* DATA SUPPLIED:
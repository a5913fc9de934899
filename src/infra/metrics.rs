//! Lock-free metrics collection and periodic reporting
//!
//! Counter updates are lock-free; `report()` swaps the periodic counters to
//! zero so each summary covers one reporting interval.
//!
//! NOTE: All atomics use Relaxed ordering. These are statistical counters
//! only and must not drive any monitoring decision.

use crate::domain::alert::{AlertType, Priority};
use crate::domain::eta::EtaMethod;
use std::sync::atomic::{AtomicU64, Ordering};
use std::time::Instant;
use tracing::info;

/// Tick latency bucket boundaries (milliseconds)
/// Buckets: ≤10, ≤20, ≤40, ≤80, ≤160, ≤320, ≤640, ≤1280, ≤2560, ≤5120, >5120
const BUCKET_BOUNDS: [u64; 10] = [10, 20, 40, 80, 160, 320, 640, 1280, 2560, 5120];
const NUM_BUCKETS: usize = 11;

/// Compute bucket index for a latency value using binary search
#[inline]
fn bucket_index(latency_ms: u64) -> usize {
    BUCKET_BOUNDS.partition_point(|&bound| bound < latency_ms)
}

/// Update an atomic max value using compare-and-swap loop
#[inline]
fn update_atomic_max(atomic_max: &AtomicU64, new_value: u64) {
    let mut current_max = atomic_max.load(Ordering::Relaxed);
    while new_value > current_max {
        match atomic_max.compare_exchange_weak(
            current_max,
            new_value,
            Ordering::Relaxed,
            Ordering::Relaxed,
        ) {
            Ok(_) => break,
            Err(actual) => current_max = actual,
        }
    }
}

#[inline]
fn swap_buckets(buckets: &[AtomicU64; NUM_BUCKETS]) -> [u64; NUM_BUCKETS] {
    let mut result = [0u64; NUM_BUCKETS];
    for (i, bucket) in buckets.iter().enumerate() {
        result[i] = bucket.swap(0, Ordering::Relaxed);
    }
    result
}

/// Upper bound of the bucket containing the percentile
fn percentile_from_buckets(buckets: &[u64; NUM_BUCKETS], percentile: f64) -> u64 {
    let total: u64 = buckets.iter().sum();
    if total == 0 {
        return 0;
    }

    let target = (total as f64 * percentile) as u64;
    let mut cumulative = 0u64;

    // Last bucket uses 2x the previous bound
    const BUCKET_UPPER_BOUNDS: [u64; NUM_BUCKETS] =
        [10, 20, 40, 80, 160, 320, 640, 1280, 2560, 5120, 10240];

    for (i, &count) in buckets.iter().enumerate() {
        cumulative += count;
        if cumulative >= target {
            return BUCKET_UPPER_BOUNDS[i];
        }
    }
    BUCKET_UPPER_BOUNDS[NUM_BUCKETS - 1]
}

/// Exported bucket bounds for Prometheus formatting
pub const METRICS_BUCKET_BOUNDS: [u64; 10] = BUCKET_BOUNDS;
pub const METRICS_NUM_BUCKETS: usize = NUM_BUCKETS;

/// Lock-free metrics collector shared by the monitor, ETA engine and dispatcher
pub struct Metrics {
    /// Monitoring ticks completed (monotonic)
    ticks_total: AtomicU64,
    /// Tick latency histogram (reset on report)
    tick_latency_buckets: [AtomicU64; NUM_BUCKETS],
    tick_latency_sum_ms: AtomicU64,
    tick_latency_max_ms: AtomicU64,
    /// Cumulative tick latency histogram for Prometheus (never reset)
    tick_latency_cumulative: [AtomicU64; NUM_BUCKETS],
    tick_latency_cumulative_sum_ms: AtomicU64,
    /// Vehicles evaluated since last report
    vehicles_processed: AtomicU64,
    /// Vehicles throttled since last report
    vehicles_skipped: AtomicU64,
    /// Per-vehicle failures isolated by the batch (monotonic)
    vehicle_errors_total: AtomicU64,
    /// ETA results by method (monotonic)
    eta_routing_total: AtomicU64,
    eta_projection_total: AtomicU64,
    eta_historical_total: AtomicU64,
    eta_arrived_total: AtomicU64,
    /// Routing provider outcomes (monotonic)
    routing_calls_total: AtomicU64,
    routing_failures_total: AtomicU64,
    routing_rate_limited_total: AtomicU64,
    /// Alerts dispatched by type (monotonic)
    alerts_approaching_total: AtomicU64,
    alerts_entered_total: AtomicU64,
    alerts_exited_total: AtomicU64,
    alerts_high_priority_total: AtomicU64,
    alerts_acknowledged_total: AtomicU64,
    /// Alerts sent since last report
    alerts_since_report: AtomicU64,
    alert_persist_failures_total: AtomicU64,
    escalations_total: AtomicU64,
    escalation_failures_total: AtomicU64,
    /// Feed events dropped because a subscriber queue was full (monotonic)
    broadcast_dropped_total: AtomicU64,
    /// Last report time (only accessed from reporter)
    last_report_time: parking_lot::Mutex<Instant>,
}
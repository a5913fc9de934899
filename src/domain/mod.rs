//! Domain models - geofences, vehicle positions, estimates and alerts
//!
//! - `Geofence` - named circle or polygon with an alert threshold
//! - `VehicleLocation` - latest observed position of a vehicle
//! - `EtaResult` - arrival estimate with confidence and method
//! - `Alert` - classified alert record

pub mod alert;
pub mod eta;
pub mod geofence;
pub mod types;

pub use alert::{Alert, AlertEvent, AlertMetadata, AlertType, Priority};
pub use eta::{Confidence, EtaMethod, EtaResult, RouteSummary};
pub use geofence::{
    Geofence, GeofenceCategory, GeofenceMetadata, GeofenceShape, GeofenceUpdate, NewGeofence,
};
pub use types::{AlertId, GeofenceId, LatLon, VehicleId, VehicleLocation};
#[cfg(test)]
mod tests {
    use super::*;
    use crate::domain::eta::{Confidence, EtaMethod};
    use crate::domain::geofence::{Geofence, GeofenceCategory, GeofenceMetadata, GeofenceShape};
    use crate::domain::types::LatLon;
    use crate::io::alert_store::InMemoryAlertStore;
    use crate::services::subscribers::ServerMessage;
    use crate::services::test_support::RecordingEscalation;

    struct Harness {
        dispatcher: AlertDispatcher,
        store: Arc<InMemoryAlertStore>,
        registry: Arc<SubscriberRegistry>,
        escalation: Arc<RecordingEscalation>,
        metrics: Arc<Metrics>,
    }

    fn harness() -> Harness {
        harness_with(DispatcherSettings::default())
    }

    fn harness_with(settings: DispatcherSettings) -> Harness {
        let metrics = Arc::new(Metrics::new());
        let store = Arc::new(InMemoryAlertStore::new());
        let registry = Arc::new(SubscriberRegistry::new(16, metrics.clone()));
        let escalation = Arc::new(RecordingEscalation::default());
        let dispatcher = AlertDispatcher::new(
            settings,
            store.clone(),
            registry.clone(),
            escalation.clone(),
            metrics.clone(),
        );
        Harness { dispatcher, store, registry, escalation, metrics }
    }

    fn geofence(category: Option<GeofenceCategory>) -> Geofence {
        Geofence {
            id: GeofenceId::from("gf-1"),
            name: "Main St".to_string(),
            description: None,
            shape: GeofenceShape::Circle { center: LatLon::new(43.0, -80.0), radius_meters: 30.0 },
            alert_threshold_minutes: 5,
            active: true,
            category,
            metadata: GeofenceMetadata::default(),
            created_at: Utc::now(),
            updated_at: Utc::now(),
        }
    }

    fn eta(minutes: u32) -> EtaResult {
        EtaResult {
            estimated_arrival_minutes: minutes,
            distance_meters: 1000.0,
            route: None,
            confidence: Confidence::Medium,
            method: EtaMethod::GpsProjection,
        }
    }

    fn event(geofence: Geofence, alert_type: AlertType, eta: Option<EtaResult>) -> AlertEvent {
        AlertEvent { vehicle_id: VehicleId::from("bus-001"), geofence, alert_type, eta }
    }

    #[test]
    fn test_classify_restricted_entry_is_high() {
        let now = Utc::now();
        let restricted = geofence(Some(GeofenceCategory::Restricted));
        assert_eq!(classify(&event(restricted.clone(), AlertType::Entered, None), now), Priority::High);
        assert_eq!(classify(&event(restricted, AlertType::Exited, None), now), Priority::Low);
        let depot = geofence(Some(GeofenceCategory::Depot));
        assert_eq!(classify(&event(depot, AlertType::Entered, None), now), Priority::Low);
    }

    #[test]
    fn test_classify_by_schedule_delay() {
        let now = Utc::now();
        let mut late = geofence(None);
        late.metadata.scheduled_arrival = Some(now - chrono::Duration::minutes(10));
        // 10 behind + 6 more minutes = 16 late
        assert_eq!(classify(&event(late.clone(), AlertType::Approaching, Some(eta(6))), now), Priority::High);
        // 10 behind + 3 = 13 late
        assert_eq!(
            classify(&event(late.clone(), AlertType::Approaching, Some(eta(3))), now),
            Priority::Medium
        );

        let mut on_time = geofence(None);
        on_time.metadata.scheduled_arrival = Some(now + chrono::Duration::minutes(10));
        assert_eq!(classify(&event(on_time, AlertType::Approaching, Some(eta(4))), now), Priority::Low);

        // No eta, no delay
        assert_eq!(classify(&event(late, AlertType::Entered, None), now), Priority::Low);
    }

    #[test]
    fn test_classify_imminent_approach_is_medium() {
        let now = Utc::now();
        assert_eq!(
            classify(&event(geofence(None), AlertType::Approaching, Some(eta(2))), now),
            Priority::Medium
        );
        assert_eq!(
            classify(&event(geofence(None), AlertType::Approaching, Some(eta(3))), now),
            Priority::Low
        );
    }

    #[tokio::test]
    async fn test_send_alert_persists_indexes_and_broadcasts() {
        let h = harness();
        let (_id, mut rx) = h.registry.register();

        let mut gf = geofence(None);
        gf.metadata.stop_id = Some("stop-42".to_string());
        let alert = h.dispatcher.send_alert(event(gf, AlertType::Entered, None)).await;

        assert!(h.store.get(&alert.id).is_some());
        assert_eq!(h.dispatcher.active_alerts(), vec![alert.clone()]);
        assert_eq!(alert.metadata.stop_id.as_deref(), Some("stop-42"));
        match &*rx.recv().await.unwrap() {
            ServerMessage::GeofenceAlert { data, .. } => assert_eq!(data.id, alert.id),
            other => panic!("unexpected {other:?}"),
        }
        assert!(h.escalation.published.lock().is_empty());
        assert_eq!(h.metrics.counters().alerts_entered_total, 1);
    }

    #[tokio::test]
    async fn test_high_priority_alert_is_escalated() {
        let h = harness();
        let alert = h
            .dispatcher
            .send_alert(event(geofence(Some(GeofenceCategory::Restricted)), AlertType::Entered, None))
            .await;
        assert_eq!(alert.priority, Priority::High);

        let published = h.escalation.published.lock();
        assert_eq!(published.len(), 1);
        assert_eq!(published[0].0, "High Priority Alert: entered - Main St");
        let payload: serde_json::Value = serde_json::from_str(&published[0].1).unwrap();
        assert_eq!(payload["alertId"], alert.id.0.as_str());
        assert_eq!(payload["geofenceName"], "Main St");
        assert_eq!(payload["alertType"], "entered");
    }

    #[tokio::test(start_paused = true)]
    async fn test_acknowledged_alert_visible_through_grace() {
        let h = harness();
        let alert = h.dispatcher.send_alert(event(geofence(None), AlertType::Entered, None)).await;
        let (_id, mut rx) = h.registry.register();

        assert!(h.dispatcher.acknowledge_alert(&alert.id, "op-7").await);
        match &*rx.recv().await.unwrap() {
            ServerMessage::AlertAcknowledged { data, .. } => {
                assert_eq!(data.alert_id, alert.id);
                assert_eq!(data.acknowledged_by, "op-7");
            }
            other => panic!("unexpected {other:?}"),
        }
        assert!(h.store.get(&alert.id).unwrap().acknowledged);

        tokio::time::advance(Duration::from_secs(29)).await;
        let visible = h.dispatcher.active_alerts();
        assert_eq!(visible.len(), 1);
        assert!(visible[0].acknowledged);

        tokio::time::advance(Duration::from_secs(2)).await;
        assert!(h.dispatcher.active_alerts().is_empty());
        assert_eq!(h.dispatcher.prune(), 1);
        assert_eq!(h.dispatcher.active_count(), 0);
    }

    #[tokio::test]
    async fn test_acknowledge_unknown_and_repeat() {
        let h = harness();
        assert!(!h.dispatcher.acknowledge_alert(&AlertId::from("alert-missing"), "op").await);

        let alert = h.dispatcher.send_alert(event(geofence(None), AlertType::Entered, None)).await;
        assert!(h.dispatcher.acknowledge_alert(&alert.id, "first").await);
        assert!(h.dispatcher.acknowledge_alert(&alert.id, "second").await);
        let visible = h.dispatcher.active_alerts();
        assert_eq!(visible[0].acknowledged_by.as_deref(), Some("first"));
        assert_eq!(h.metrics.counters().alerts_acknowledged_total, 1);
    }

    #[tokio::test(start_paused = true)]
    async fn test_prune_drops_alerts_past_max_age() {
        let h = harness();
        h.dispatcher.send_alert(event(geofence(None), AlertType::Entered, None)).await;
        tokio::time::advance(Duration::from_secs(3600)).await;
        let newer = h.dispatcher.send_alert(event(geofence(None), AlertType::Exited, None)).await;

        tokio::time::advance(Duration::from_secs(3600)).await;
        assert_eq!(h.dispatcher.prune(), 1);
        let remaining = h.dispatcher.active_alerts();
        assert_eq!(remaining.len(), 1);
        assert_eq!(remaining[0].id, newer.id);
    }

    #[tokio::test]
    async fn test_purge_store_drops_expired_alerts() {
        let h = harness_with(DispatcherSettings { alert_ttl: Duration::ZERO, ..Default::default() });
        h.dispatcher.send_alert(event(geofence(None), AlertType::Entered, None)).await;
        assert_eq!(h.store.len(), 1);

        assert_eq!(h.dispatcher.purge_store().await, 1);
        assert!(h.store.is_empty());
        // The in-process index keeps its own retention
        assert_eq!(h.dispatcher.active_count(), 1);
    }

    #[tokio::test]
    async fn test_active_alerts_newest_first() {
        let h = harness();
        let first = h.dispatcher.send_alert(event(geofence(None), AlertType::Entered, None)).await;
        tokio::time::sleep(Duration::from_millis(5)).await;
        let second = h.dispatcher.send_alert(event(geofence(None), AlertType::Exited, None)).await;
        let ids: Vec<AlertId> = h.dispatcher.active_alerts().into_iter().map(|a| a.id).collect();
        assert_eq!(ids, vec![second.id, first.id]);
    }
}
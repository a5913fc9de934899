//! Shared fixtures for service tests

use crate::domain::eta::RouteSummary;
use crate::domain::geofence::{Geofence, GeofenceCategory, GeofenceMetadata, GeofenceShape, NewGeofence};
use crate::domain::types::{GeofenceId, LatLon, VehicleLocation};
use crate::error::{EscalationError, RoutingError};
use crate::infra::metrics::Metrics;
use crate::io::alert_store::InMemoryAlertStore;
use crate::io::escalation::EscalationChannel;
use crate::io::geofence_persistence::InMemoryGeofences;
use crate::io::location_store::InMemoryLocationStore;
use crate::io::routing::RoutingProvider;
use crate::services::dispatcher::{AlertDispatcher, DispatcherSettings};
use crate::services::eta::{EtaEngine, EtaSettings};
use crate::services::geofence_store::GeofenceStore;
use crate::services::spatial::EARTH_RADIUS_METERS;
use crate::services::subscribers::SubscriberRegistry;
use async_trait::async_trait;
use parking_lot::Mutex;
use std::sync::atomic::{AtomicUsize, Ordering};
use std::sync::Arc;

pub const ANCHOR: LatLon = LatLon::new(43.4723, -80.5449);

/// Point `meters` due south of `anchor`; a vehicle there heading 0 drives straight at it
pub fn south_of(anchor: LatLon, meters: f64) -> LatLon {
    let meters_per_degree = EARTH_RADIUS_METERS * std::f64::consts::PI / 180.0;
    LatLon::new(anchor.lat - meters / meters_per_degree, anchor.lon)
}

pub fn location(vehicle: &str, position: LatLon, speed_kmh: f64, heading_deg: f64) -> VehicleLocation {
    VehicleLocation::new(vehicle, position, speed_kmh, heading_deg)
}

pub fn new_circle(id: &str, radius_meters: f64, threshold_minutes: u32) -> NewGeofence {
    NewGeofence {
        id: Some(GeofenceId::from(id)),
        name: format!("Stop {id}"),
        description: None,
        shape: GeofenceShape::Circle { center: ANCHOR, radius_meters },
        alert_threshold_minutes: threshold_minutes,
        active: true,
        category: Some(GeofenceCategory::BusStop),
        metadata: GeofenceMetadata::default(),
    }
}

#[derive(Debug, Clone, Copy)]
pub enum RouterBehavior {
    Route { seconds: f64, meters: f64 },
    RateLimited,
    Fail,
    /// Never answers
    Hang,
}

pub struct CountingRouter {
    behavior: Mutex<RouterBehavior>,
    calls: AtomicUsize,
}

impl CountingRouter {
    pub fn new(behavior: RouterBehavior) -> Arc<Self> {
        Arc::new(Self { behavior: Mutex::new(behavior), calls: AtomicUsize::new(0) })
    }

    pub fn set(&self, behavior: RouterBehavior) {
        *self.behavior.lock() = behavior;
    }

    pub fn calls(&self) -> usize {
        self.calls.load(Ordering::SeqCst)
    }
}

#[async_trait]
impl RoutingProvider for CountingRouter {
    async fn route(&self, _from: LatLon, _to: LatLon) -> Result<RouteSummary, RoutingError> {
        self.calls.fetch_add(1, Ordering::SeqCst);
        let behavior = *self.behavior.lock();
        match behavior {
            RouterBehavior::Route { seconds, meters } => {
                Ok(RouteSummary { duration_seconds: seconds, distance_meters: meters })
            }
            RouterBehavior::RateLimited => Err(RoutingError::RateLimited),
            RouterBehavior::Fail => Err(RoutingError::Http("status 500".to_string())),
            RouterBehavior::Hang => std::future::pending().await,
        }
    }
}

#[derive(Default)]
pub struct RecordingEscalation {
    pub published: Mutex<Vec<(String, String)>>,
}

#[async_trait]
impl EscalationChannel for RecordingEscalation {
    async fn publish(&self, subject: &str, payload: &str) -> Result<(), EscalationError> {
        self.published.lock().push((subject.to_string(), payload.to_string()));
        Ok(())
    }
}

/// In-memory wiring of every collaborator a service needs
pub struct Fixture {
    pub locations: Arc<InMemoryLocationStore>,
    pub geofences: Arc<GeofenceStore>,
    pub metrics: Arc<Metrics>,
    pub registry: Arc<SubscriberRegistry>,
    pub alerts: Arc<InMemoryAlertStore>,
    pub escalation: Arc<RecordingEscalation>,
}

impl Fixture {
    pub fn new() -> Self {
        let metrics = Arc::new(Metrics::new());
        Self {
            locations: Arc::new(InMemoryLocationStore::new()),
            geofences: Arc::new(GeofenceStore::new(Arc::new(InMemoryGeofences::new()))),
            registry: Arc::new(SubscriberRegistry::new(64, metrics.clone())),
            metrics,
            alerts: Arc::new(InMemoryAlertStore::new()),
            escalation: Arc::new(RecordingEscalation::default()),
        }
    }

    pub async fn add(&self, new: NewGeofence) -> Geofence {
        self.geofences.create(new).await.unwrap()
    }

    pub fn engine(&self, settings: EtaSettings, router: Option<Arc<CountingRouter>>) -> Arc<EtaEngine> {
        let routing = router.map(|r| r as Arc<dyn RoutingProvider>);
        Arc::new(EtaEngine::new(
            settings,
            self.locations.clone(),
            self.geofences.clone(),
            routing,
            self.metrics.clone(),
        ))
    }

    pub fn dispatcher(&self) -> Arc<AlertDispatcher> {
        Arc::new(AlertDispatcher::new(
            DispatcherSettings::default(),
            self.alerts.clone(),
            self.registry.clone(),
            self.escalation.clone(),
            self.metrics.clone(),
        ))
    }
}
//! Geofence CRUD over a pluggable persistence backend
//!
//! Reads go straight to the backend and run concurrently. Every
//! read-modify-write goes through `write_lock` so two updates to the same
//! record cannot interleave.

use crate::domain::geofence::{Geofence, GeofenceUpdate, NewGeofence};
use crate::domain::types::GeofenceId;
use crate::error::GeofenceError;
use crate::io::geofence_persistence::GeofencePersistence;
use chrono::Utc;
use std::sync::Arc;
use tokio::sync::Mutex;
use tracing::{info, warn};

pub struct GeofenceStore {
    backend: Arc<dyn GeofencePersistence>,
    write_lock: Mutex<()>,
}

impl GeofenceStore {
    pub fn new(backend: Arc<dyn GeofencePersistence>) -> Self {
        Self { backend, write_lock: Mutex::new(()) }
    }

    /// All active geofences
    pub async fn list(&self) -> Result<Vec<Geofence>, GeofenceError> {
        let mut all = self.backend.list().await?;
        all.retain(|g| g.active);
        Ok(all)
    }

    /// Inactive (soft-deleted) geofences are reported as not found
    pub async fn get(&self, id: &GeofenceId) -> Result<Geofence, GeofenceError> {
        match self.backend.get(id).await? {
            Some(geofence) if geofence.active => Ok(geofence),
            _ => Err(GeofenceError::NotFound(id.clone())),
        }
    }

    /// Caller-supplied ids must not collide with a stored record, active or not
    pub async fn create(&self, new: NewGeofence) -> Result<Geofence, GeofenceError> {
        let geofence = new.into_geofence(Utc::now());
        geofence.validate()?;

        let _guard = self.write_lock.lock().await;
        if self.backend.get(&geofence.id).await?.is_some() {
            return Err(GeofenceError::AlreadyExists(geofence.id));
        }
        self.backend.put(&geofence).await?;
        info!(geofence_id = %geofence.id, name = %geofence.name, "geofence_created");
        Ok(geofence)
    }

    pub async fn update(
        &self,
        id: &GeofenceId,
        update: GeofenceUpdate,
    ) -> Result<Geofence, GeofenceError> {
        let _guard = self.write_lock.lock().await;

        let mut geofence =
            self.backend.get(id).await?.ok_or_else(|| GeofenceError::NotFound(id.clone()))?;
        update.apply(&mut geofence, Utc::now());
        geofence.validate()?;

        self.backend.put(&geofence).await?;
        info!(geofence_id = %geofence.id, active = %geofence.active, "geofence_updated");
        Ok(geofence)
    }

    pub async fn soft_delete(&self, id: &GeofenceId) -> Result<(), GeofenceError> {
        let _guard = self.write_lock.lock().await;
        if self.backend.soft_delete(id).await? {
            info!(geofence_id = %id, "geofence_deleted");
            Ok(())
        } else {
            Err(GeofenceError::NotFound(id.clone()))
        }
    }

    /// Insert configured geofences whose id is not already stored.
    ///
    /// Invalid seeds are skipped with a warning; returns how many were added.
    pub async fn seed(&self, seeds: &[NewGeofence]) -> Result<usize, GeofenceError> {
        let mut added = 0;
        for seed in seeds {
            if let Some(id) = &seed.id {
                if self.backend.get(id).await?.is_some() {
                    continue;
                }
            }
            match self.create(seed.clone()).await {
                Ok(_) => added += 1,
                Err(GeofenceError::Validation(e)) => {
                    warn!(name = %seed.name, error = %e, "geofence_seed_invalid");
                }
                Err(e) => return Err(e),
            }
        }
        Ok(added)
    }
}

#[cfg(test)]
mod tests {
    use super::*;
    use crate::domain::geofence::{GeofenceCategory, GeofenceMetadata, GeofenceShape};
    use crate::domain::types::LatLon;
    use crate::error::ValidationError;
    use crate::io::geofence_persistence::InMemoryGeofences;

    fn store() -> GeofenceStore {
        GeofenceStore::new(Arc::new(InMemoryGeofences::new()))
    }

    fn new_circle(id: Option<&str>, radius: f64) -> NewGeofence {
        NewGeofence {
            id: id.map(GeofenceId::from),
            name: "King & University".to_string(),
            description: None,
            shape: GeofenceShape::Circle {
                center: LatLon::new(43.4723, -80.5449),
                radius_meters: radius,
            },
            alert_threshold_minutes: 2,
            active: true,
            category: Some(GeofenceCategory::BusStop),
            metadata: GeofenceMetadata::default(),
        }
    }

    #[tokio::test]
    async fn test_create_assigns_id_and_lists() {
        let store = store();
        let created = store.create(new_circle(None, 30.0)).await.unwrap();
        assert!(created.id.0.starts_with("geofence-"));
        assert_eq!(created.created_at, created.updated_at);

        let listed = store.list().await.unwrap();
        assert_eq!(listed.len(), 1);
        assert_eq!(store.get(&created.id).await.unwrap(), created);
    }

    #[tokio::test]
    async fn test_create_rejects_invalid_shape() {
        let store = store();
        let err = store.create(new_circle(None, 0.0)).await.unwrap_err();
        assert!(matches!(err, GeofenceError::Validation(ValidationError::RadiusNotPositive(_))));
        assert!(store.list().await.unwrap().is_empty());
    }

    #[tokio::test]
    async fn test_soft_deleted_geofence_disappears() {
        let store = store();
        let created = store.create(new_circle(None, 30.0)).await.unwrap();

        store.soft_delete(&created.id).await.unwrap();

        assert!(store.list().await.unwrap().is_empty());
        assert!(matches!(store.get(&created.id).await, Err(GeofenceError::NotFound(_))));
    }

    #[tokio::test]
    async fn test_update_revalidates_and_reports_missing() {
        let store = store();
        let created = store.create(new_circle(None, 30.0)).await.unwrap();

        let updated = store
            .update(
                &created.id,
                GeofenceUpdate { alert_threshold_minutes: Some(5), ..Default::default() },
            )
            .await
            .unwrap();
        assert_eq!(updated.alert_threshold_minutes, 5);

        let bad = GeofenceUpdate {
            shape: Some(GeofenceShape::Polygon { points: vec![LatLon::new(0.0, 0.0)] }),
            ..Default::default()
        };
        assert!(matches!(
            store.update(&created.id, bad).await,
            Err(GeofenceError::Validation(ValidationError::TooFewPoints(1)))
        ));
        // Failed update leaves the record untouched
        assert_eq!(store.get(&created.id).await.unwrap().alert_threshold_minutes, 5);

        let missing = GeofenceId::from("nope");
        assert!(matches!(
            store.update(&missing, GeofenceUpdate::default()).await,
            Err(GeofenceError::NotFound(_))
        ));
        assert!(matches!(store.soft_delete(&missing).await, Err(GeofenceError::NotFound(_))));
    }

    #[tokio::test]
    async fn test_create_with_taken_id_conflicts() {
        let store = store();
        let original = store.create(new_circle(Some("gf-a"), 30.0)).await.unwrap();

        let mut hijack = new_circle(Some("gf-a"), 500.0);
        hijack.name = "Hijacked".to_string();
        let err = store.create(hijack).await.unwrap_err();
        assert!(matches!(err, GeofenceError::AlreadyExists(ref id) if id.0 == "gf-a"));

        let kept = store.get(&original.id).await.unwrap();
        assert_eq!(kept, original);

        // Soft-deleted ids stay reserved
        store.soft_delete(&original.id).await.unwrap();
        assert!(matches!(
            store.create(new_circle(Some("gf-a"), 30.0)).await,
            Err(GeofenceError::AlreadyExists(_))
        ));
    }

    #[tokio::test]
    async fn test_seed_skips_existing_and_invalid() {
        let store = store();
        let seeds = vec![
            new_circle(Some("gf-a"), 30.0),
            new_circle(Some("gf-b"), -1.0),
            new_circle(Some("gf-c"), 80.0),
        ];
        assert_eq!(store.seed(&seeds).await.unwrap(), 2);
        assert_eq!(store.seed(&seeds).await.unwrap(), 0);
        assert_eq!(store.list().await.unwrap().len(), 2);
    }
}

* TASK GOAL:
Take each line in the listing that has the word "CountingRouter" and copy it.

* ANSWER SECTION:
pub struct CountingRouter {
impl CountingRouter {
impl RoutingProvider for CountingRouter {
    pub fn engine(&self, settings: EtaSettings, router: Option<Arc<CountingRouter>>) -> Arc<EtaEngine> {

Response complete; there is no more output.